# WHAT THE TASK ASKS:
Work out how many lines in the entries contain the string "outputs", and give nothing but that number.

# RECORDS FOR THIS TASK:
use std::path::Path;

use crate::classification::domain::pattern_classifier::{
    prediction_from_scores, PatternClassifier, Prediction,
};
use crate::classification::domain::tensor_adapter::{to_tensor, RowOrder};
use crate::detection::domain::face_normalizer::NormalizedImage;

/// Coat pattern classifier backed by an ONNX model.
///
/// Input: `(1, 224, 224, 3)` float tensor in `[-1, 1]`.
/// Output 0: one softmax score per [`CatPattern`](crate::classification::domain::pattern_classifier::CatPattern).
pub struct OnnxPatternClassifier {
    session: ort::session::Session,
    row_order: RowOrder,
}

impl OnnxPatternClassifier {
    pub fn new(model_path: &Path, row_order: RowOrder) -> Result<Self, Box<dyn std::error::Error>> {
        let intra_threads = std::thread::available_parallelism()
            .map(|n| n.get())
            .unwrap_or(1);
        let session = ort::session::Session::builder()?
            .with_optimization_level(ort::session::builder::GraphOptimizationLevel::Level3)?
            .with_intra_threads(intra_threads)?
            .with_execution_providers(execution_providers())?
            .commit_from_file(model_path)?;
        log::info!("loaded pattern classifier from {}", model_path.display());
        Ok(Self { session, row_order })
    }
}

impl PatternClassifier for OnnxPatternClassifier {
    fn classify(
        &mut self,
        image: &NormalizedImage,
    ) -> Result<Prediction, Box<dyn std::error::Error>> {
        let tensor = to_tensor(image, self.row_order);
        let input_value = ort::value::Tensor::from_array(tensor)?;
        let outputs = self.session.run(ort::inputs![input_value])?;
        let scores = outputs[0].try_extract_array::<f32>()?;
        let scores = scores.as_slice().ok_or("Cannot get score slice")?;
        Ok(prediction_from_scores(scores)?)
    }
}

/// Platform-specific provider; ONNX Runtime falls back to CPU when it is unavailable.
fn execution_providers() -> Vec<ort::execution_providers::ExecutionProviderDispatch> {
    #[cfg(target_os = "macos")]
    {
        vec![ort::execution_providers::CoreMLExecutionProvider::default().build()]
    }
    #[cfg(target_os = "windows")]
    {
        vec![ort::execution_providers::DirectMLExecutionProvider::default().build()]
    }
    #[cfg(not(any(target_os = "macos", target_os = "windows")))]
    {
        vec![]
    }
}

# YOUR SOLUTION:
2